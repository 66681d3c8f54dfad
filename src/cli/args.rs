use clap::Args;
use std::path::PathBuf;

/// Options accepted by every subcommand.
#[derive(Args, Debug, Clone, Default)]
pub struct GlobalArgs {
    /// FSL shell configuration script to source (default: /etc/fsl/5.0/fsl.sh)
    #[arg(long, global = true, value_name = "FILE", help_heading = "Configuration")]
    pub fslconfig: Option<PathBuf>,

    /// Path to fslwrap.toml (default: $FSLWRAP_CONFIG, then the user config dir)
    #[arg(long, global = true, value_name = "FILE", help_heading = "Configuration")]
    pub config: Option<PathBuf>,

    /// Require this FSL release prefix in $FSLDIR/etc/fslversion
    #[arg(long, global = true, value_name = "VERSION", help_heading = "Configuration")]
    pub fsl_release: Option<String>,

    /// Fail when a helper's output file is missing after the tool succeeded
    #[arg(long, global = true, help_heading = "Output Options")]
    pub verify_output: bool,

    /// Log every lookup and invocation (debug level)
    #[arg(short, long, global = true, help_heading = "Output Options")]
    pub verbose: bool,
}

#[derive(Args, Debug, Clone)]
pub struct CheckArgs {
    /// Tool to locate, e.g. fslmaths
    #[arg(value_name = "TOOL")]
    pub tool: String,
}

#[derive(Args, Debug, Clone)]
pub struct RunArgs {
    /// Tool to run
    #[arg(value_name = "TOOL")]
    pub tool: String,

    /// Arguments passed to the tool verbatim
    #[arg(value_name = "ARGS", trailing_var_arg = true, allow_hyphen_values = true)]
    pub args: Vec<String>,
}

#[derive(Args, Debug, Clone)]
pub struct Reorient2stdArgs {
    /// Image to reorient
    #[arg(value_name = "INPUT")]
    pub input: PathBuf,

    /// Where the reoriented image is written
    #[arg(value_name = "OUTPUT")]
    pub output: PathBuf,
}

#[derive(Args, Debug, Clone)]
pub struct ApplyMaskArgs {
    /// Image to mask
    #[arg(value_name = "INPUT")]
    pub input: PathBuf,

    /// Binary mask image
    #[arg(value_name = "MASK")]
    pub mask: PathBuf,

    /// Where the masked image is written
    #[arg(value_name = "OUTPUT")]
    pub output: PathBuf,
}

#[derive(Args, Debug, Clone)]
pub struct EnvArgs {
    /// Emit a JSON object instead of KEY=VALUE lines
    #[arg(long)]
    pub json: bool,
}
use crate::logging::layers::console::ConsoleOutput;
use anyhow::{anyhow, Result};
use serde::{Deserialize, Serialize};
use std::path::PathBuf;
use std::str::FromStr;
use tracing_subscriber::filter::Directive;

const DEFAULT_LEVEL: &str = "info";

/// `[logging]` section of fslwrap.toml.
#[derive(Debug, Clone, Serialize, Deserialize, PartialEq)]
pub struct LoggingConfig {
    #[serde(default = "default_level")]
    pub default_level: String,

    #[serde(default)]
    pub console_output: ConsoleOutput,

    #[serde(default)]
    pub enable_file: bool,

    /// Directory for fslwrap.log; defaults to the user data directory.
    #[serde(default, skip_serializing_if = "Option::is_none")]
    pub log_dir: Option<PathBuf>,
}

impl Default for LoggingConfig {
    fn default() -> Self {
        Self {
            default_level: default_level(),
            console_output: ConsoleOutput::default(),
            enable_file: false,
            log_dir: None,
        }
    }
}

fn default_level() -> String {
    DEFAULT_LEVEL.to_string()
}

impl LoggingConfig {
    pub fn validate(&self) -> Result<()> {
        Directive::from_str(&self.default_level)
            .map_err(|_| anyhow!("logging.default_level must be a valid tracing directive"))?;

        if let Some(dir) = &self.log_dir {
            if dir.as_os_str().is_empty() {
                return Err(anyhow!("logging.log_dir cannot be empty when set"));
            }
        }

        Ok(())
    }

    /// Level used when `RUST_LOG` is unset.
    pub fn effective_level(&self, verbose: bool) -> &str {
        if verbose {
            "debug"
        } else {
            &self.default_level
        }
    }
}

--------------------------------

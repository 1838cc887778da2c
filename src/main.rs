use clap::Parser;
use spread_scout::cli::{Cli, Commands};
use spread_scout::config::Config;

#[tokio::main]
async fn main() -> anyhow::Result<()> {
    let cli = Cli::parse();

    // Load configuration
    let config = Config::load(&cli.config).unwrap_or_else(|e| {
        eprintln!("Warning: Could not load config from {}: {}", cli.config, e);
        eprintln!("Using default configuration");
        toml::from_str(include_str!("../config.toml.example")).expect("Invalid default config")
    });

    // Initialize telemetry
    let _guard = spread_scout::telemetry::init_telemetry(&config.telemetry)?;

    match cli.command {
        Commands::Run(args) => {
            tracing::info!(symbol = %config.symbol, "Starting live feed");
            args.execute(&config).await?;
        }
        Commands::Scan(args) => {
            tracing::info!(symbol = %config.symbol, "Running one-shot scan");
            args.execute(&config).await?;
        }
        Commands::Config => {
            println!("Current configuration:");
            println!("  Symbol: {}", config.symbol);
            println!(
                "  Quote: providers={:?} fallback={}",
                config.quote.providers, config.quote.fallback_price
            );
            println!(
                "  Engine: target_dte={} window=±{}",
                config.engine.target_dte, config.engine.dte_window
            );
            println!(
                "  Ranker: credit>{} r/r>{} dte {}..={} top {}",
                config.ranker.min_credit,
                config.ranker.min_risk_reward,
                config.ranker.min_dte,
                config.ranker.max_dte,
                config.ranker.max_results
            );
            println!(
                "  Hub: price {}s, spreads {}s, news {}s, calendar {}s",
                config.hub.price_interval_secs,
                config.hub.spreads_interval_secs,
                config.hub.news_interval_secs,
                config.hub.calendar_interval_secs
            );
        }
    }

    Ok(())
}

--------------------------------

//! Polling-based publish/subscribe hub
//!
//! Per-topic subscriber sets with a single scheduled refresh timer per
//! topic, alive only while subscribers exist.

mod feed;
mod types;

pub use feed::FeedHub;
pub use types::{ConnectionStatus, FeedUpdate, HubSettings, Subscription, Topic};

--------------------------------

What you need to do:
From the data above, output exactly the lines between the one containing "pub struct ApplyMaskArgs" and the one containing "section of fslwrap.toml.", counting both of them.

Task solution:
pub struct ApplyMaskArgs {
    /// Image to mask
    #[arg(value_name = "INPUT")]
    pub input: PathBuf,

    /// Binary mask image
    #[arg(value_name = "MASK")]
    pub mask: PathBuf,

    /// Where the masked image is written
    #[arg(value_name = "OUTPUT")]
    pub output: PathBuf,
}

#[derive(Args, Debug, Clone)]
pub struct EnvArgs {
    /// Emit a JSON object instead of KEY=VALUE lines
    #[arg(long)]
    pub json: bool,
}
use crate::logging::layers::console::ConsoleOutput;
use anyhow::{anyhow, Result};
use serde::{Deserialize, Serialize};
use std::path::PathBuf;
use std::str::FromStr;
use tracing_subscriber::filter::Directive;

const DEFAULT_LEVEL: &str = "info";

/// `[logging]` section of fslwrap.toml.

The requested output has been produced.